→ **GOAL OF THE EXERCISE**
Nothing but the lines below between the line holding "filename src/shortcut/tracker.rs" and the line holding "if self.held != self.wanted", inclusive, should appear in the answer, each set down exactly.

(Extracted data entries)
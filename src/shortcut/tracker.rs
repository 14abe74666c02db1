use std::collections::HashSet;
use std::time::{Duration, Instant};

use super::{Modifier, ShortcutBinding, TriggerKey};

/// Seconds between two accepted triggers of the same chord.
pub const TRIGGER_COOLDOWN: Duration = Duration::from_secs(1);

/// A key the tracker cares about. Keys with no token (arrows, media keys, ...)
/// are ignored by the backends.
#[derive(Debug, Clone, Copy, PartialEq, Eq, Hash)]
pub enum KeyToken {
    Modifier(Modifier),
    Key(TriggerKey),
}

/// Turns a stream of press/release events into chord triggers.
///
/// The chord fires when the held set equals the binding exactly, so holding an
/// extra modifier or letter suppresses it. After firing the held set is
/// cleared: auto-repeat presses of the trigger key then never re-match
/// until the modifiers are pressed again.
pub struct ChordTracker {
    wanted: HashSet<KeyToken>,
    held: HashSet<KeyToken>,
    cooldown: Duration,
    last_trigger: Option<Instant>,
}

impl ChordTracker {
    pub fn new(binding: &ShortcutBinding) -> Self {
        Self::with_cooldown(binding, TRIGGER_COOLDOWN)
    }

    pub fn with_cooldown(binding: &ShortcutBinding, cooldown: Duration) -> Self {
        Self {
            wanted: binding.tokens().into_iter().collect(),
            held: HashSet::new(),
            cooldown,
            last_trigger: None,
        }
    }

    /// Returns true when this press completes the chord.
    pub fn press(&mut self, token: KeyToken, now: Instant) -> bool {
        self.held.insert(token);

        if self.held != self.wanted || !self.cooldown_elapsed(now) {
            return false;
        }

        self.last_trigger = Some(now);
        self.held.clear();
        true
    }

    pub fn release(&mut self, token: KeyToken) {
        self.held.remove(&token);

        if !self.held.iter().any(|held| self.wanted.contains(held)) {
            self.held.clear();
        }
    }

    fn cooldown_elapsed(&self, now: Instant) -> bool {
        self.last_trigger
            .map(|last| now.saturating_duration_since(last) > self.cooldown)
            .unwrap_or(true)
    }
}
==
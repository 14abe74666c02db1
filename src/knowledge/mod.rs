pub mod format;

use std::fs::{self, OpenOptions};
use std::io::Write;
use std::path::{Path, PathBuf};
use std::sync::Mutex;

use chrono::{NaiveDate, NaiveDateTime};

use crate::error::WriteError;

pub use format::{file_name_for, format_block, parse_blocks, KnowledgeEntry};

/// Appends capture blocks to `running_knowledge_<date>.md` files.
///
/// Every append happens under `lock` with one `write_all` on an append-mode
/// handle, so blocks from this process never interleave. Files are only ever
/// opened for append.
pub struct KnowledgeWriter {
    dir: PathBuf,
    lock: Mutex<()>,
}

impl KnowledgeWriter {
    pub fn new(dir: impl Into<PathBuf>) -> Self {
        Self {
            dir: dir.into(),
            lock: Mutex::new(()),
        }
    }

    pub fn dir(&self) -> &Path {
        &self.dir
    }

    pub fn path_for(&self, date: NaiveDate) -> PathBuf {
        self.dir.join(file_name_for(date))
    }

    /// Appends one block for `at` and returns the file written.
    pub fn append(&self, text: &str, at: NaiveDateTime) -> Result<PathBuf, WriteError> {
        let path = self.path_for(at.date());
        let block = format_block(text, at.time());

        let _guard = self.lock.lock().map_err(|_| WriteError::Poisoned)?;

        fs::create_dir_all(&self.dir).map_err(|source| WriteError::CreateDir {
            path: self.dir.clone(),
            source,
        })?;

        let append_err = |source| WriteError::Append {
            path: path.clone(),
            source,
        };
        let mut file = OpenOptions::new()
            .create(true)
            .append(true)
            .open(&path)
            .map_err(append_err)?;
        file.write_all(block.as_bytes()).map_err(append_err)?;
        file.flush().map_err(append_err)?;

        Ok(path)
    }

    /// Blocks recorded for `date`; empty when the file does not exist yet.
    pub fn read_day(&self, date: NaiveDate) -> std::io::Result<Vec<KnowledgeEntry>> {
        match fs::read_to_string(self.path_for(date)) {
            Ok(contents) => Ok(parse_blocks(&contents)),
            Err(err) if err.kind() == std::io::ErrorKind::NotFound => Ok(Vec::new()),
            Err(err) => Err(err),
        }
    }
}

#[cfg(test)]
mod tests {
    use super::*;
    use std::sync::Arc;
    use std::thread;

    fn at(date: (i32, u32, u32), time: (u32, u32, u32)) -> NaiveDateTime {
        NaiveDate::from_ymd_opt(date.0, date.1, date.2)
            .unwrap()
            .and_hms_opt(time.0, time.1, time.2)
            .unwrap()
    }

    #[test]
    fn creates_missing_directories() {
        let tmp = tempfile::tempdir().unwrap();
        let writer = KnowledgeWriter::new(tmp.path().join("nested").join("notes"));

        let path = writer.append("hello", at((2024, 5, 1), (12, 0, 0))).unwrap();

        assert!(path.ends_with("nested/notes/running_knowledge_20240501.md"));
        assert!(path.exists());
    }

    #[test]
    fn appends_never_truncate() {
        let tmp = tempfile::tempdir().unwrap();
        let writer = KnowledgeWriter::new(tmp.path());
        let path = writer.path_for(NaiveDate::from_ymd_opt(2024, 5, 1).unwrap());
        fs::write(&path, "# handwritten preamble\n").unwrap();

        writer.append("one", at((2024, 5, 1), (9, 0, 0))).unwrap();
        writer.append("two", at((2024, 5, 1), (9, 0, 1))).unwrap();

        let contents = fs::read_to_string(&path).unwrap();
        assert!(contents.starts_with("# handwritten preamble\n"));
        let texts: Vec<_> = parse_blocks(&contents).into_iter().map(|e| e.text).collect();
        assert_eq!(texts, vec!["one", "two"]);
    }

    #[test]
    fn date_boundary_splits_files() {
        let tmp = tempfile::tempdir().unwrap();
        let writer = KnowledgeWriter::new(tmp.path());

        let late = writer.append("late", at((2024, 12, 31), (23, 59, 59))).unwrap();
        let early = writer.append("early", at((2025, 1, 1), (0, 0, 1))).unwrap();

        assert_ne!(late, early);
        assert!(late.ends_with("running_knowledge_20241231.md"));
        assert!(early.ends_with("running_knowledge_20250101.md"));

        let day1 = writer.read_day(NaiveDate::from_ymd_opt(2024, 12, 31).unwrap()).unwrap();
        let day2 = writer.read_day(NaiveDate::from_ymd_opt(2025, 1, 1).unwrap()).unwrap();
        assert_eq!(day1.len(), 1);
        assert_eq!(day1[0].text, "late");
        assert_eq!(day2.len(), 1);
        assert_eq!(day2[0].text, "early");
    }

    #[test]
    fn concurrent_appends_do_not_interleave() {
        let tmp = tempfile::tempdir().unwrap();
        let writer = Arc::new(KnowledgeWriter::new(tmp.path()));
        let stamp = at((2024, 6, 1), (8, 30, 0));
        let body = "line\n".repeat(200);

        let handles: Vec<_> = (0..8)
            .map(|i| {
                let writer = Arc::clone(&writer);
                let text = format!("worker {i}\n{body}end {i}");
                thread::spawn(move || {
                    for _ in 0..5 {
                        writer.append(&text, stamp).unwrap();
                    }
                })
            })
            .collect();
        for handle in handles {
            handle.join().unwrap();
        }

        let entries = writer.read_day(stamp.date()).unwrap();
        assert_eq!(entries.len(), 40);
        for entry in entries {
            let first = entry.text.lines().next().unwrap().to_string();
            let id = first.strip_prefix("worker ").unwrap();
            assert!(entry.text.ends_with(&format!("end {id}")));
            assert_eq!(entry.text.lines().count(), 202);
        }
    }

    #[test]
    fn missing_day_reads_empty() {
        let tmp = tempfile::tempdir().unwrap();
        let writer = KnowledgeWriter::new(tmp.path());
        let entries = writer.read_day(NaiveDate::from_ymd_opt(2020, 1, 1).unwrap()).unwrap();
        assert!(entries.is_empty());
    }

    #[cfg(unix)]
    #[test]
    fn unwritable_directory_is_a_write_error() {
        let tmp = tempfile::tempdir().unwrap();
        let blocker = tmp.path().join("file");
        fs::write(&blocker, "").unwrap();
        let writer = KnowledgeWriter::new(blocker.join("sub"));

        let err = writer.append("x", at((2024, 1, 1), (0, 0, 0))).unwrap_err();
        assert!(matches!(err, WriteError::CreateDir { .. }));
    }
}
==
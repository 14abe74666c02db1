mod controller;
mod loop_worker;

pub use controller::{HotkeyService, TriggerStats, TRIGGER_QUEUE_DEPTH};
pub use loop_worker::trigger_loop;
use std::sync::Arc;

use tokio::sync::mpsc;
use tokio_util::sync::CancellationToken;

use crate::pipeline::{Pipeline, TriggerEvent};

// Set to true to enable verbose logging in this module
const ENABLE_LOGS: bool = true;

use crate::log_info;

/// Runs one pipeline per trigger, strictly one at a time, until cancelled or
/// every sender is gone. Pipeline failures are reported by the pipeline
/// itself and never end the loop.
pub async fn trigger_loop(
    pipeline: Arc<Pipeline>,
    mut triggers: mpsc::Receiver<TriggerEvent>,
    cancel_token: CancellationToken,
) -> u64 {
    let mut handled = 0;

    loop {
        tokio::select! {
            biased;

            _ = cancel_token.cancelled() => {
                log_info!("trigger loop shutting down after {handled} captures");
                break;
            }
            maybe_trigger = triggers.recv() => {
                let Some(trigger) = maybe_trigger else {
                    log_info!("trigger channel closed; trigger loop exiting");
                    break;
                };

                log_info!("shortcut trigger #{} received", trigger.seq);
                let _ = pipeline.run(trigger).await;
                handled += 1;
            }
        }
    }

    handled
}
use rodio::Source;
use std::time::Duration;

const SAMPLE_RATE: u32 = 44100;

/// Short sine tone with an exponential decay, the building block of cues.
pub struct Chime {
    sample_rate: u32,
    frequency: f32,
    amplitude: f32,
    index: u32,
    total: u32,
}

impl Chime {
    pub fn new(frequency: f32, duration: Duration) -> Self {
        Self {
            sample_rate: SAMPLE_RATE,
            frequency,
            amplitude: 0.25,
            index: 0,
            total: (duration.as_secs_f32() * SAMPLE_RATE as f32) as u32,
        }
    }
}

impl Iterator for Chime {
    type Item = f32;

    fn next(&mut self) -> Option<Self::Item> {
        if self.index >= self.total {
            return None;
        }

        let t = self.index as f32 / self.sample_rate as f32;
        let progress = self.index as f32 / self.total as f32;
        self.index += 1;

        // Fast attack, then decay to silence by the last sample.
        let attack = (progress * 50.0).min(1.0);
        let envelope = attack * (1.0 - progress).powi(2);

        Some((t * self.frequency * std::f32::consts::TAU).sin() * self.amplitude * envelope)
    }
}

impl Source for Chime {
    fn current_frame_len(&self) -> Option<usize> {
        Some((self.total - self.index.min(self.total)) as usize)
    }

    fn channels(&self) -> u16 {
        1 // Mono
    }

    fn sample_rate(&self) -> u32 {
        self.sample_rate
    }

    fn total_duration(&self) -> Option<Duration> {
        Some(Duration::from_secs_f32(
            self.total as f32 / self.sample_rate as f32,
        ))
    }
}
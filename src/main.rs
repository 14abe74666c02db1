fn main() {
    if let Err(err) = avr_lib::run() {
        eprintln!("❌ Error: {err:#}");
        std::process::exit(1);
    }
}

→ **ANSWER BOX**
filename src/shortcut/tracker.rs
repository 14abe74666c02db1
use std::collections::HashSet;
use std::time::{Duration, Instant};

use super::{Modifier, ShortcutBinding, TriggerKey};

/// Seconds between two accepted triggers of the same chord.
pub const TRIGGER_COOLDOWN: Duration = Duration::from_secs(1);

/// A key the tracker cares about. Keys with no token (arrows, media keys, ...)
/// are ignored by the backends.
#[derive(Debug, Clone, Copy, PartialEq, Eq, Hash)]
pub enum KeyToken {
    Modifier(Modifier),
    Key(TriggerKey),
}

/// Turns a stream of press/release events into chord triggers.
///
/// The chord fires when the held set equals the binding exactly, so holding an
/// extra modifier or letter suppresses it. After firing the held set is
/// cleared: auto-repeat presses of the trigger key then never re-match
/// until the modifiers are pressed again.
pub struct ChordTracker {
    wanted: HashSet<KeyToken>,
    held: HashSet<KeyToken>,
    cooldown: Duration,
    last_trigger: Option<Instant>,
}

impl ChordTracker {
    pub fn new(binding: &ShortcutBinding) -> Self {
        Self::with_cooldown(binding, TRIGGER_COOLDOWN)
    }

    pub fn with_cooldown(binding: &ShortcutBinding, cooldown: Duration) -> Self {
        Self {
            wanted: binding.tokens().into_iter().collect(),
            held: HashSet::new(),
            cooldown,
            last_trigger: None,
        }
    }

    /// Returns true when this press completes the chord.
    pub fn press(&mut self, token: KeyToken, now: Instant) -> bool {
        self.held.insert(token);

        if self.held != self.wanted || !self.cooldown_elapsed(now) {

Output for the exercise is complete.